Exercise: Below are some records; find each line that carries the word "chars" and copy it.

+ + +

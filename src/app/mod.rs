//! Application layer (TUI workbench).

pub mod workbench;

pub use workbench::Workbench;
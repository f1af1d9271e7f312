//! Workbench: owns the store, the collaborator adapters and the event loop
//! glue. Input is translated into actions, effects are run here, async
//! channels (surface reports, log tee) are drained on tick.

use std::sync::mpsc::Receiver;
use std::time::Instant;

use tracing::warn;

use crate::kernel::services::adapters::{ChannelSurface, JsonFileStore};
use crate::kernel::services::ports::editor::{
    CursorPosition, EditorCommand, EditorHost, EditorLanguage,
};
use crate::kernel::services::ports::persistence::ProjectStore;
use crate::kernel::services::ports::surface::{DocumentHandle, RenderSurface, SurfaceEvent};
use crate::kernel::{Action, AppState, Command, Effect, Store};
use crate::models::templates;

mod input;
mod render;

pub use input::LoopControl;

const MAX_LOG_DRAIN_PER_TICK: usize = 1024;

#[derive(Debug, Clone, Copy, PartialEq, Eq)]
enum PromptKind {
    NewFile,
    NewFolder,
    Rename,
}

/// Shell-local input prompt for create/rename. Target is the parent path
/// for creates and the node path for renames.
#[derive(Debug, Default)]
struct PromptState {
    kind: Option<PromptKind>,
    title: &'static str,
    value: String,
    error: Option<String>,
    target: String,
}

impl PromptState {
    fn visible(&self) -> bool {
        self.kind.is_some()
    }

    fn reset(&mut self) {
        *self = Self::default();
    }
}

/// Which pane keystrokes go to.
#[derive(Debug, Clone, Copy, PartialEq, Eq)]
enum Focus {
    Explorer,
    Editor,
    Terminal,
}

/// Minimal text pane standing in as the editor host: plain line buffer,
/// cursor, and the two imperative commands.
#[derive(Debug, Default)]
struct TextPane {
    path: Option<String>,
    language: Option<EditorLanguage>,
    lines: Vec<String>,
    cursor_line: usize,
    cursor_col: usize,
    find_prompt: Option<String>,
}

impl TextPane {
    fn text(&self) -> String {
        self.lines.join("\n")
    }

    fn clamp_cursor(&mut self) {
        if self.lines.is_empty() {
            self.lines.push(String::new());
        }
        self.cursor_line = self.cursor_line.min(self.lines.len() - 1);
        self.cursor_col = self.cursor_col.min(self.lines[self.cursor_line].chars().count());
    }

    fn insert_char(&mut self, ch: char) {
        self.clamp_cursor();
        let line = &mut self.lines[self.cursor_line];
        let byte = char_to_byte(line, self.cursor_col);
        line.insert(byte, ch);
        self.cursor_col += 1;
    }

    fn insert_newline(&mut self) {
        self.clamp_cursor();
        let line = &mut self.lines[self.cursor_line];
        let byte = char_to_byte(line, self.cursor_col);
        let rest = line.split_off(byte);
        self.lines.insert(self.cursor_line + 1, rest);
        self.cursor_line += 1;
        self.cursor_col = 0;
    }

    fn backspace(&mut self) {
        self.clamp_cursor();
        if self.cursor_col > 0 {
            let line = &mut self.lines[self.cursor_line];
            let byte = char_to_byte(line, self.cursor_col - 1);
            line.remove(byte);
            self.cursor_col -= 1;
        } else if self.cursor_line > 0 {
            let removed = self.lines.remove(self.cursor_line);
            self.cursor_line -= 1;
            self.cursor_col = self.lines[self.cursor_line].chars().count();
            self.lines[self.cursor_line].push_str(&removed);
        }
    }

    fn move_cursor(&mut self, d_line: isize, d_col: isize) {
        self.clamp_cursor();
        if d_line < 0 {
            self.cursor_line = self.cursor_line.saturating_sub((-d_line) as usize);
        } else {
            self.cursor_line =
                (self.cursor_line + d_line as usize).min(self.lines.len() - 1);
        }
        if d_col < 0 {
            self.cursor_col = self.cursor_col.saturating_sub((-d_col) as usize);
        } else {
            self.cursor_col += d_col as usize;
        }
        self.clamp_cursor();
    }

    /// Jumps to the first occurrence of `query` at or after the cursor,
    /// wrapping to the top.
    fn jump_to(&mut self, query: &str) -> bool {
        if query.is_empty() || self.lines.is_empty() {
            return false;
        }
        let total = self.lines.len();
        for offset in 0..=total {
            let idx = (self.cursor_line + offset) % total;
            let from = if offset == 0 {
                char_to_byte(&self.lines[idx], self.cursor_col)
            } else {
                0
            };
            if let Some(found) = self.lines[idx][from..].find(query) {
                self.cursor_line = idx;
                self.cursor_col = self.lines[idx][..from + found].chars().count();
                return true;
            }
        }
        false
    }

    fn cursor_position(&self) -> CursorPosition {
        CursorPosition {
            line: self.cursor_line as u32 + 1,
            column: self.cursor_col as u32 + 1,
        }
    }
}

impl EditorHost for TextPane {
    fn set_model(&mut self, text: &str, language: EditorLanguage) {
        self.lines = text.split('\n').map(str::to_string).collect();
        if self.lines.is_empty() {
            self.lines.push(String::new());
        }
        self.language = Some(language);
        self.cursor_line = 0;
        self.cursor_col = 0;
    }

    fn run_command(&mut self, command: EditorCommand) {
        match command {
            EditorCommand::Format => {
                for line in &mut self.lines {
                    let trimmed = line.trim_end().len();
                    line.truncate(trimmed);
                }
                self.clamp_cursor();
            }
            EditorCommand::Find => {
                self.find_prompt = Some(String::new());
            }
        }
    }
}

fn char_to_byte(line: &str, col: usize) -> usize {
    line.char_indices()
        .nth(col)
        .map(|(i, _)| i)
        .unwrap_or(line.len())
}

pub struct Workbench {
    store: Store,
    storage: Option<JsonFileStore>,
    surface: ChannelSurface,
    surface_rx: Receiver<SurfaceEvent>,
    document: Option<DocumentHandle>,
    log_rx: Option<Receiver<String>>,
    editor: TextPane,
    focus: Focus,
    prompt: PromptState,
    terminal_input: String,
}

impl Workbench {
    pub fn new(storage: Option<JsonFileStore>, log_rx: Option<Receiver<String>>) -> Self {
        let snapshot = storage.as_ref().and_then(|s| s.load_snapshot());
        let prefs = storage
            .as_ref()
            .and_then(|s| s.load_preferences())
            .unwrap_or_default();

        let tree = templates::starter_tree(snapshot.as_ref());
        let state = AppState::new(tree, prefs);
        let store = Store::new(state, Instant::now());

        let (surface, surface_rx) = ChannelSurface::new();

        let mut workbench = Self {
            store,
            storage,
            surface,
            surface_rx,
            document: None,
            log_rx,
            editor: TextPane::default(),
            focus: Focus::Explorer,
            prompt: PromptState::default(),
            terminal_input: String::new(),
        };

        // the starter tabs, html active, and a first preview build
        for path in ["src/script.js", "src/style.css", "src/index.html"] {
            let result = workbench.store.dispatch(Action::OpenPath(path.to_string()));
            workbench.run_effects(result.effects);
        }
        let result = workbench
            .store
            .dispatch(Action::RunCommand(Command::RefreshPreview));
        workbench.run_effects(result.effects);
        workbench.focus = Focus::Editor;

        workbench
    }

    pub fn store(&self) -> &Store {
        &self.store
    }

    pub fn should_quit(&self) -> bool {
        self.store.state().ui.should_quit
    }

    pub fn dispatch(&mut self, action: Action) -> bool {
        let result = self.store.dispatch(action);
        self.run_effects(result.effects);
        result.state_changed
    }

    /// Drains async inputs and runs the store's debounce/auto-save tick.
    pub fn tick(&mut self) -> bool {
        let mut changed = false;

        loop {
            match self.surface_rx.try_recv() {
                Ok(event) => changed |= self.dispatch(Action::SurfaceReport(event)),
                Err(_) => break,
            }
        }

        if let Some(rx) = &self.log_rx {
            let mut drained = 0;
            let mut lines = Vec::new();
            while drained < MAX_LOG_DRAIN_PER_TICK {
                match rx.try_recv() {
                    Ok(line) => {
                        lines.push(line);
                        drained += 1;
                    }
                    Err(_) => break,
                }
            }
            for line in lines {
                changed |= self.dispatch(Action::LogLine(line));
            }
        }

        let effects = self.store.tick(Instant::now());
        if !effects.is_empty() {
            changed = true;
            self.run_effects(effects);
        }

        changed
    }

    fn run_effects(&mut self, effects: Vec<Effect>) {
        for effect in effects {
            match effect {
                Effect::SaveSnapshot(snapshot) => {
                    let Some(storage) = &self.storage else {
                        continue;
                    };
                    if let Err(err) = storage.save_snapshot(&snapshot) {
                        warn!(%err, "failed to save project snapshot");
                    }
                }
                Effect::ExportProject(snapshot) => {
                    let Some(storage) = &self.storage else {
                        continue;
                    };
                    match storage.export_archive(&snapshot) {
                        Ok(path) => {
                            self.dispatch(Action::LogLine(format!(
                                "Exported {}",
                                path.display()
                            )));
                        }
                        Err(err) => {
                            warn!(%err, "failed to export project");
                            self.dispatch(Action::LogLine(format!("Export failed: {err}")));
                        }
                    }
                }
                Effect::InjectPreview(build) => {
                    self.document = Some(self.surface.inject(&build));
                }
                Effect::EditorSetModel {
                    path,
                    language,
                    text,
                } => {
                    self.editor.set_model(&text, language);
                    self.editor.path = Some(path);
                }
                Effect::EditorCommand(cmd) => {
                    self.editor.run_command(cmd);
                    if cmd == EditorCommand::Format {
                        self.sync_editor_text();
                    }
                }
            }
        }
    }

    /// Pushes the pane's buffer back through the store as an edit.
    fn sync_editor_text(&mut self) {
        let Some(path) = self.editor.path.clone() else {
            return;
        };
        let text = self.editor.text();
        self.dispatch(Action::EditorChanged { path, text });
        let cursor = self.editor.cursor_position();
        self.dispatch(Action::CursorMoved(cursor));
    }
}
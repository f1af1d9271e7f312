//! JSON key-value store under the platform cache dir.
//!
//! Each key is one pretty-printed JSON file. Reads of missing or malformed
//! files come back as `None`; write failures are the caller's to log. The
//! session never depends on this layer succeeding.

use std::io;
use std::path::PathBuf;

use serde::de::DeserializeOwned;
use serde::Serialize;

use crate::kernel::services::ports::persistence::{Preferences, ProjectSnapshot, ProjectStore};

use super::archive::{write_archive, ARCHIVE_NAME};

const STORE_DIR: &str = ".webpad";
const LOG_DIR: &str = "logs";

pub const PROJECT_KEY: &str = "code-editor-project";
pub const PREFERENCES_KEY: &str = "editor-preferences";

#[derive(Debug, Clone)]
pub struct JsonFileStore {
    dir: PathBuf,
    export_dir: PathBuf,
}

impl JsonFileStore {
    pub fn new(dir: PathBuf, export_dir: PathBuf) -> Self {
        Self { dir, export_dir }
    }

    /// Store rooted in the platform cache dir, exporting archives to the
    /// current working directory.
    pub fn in_cache_dir() -> Option<Self> {
        let dir = get_cache_dir()?.join(STORE_DIR);
        let export_dir = std::env::current_dir().unwrap_or_else(|_| dir.clone());
        Some(Self::new(dir, export_dir))
    }

    fn key_path(&self, key: &str) -> PathBuf {
        self.dir.join(format!("{key}.json"))
    }

    fn read_key<T: DeserializeOwned>(&self, key: &str) -> Option<T> {
        let data = std::fs::read_to_string(self.key_path(key)).ok()?;
        match serde_json::from_str(&data) {
            Ok(value) => Some(value),
            Err(err) => {
                tracing::warn!(key, %err, "stored value is malformed, ignoring");
                None
            }
        }
    }

    fn write_key<T: Serialize>(&self, key: &str, value: &T) -> io::Result<()> {
        std::fs::create_dir_all(&self.dir)?;
        let data = serde_json::to_string_pretty(value)
            .map_err(|err| io::Error::new(io::ErrorKind::InvalidData, err))?;
        std::fs::write(self.key_path(key), data)
    }
}

impl ProjectStore for JsonFileStore {
    fn save_snapshot(&self, snapshot: &ProjectSnapshot) -> io::Result<()> {
        self.write_key(PROJECT_KEY, snapshot)
    }

    fn load_snapshot(&self) -> Option<ProjectSnapshot> {
        self.read_key(PROJECT_KEY)
    }

    fn save_preferences(&self, prefs: &Preferences) -> io::Result<()> {
        self.write_key(PREFERENCES_KEY, prefs)
    }

    fn load_preferences(&self) -> Option<Preferences> {
        self.read_key(PREFERENCES_KEY)
    }

    fn export_archive(&self, snapshot: &ProjectSnapshot) -> io::Result<PathBuf> {
        std::fs::create_dir_all(&self.export_dir)?;
        let path = self.export_dir.join(ARCHIVE_NAME);
        let file = std::fs::File::create(&path)?;
        write_archive(snapshot, file)?;
        Ok(path)
    }
}

pub fn ensure_log_dir() -> io::Result<PathBuf> {
    let dir = get_cache_dir()
        .map(|d| d.join(STORE_DIR).join(LOG_DIR))
        .unwrap_or_else(|| std::env::temp_dir().join(STORE_DIR).join(LOG_DIR));
    std::fs::create_dir_all(&dir)?;
    Ok(dir)
}

fn get_cache_dir() -> Option<PathBuf> {
    #[cfg(target_os = "macos")]
    {
        return std::env::var("HOME")
            .ok()
            .map(|home| PathBuf::from(home).join("Library/Caches"));
    }

    #[cfg(target_os = "linux")]
    {
        if let Ok(xdg) = std::env::var("XDG_CACHE_HOME") {
            return Some(PathBuf::from(xdg));
        }
        return std::env::var("HOME")
            .ok()
            .map(|home| PathBuf::from(home).join(".cache"));
    }

    #[cfg(target_os = "windows")]
    {
        if let Ok(local) = std::env::var("LOCALAPPDATA") {
            return Some(PathBuf::from(local));
        }
        return std::env::var("APPDATA").ok().map(PathBuf::from);
    }

    #[cfg(not(any(target_os = "macos", target_os = "linux", target_os = "windows")))]
    {
        None
    }
}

+ + +

Result for this exercise:
        self.cursor_col = self.cursor_col.min(self.lines[self.cursor_line].chars().count());
            self.cursor_col = self.lines[self.cursor_line].chars().count();
                self.cursor_col = self.lines[idx][..from + found].chars().count();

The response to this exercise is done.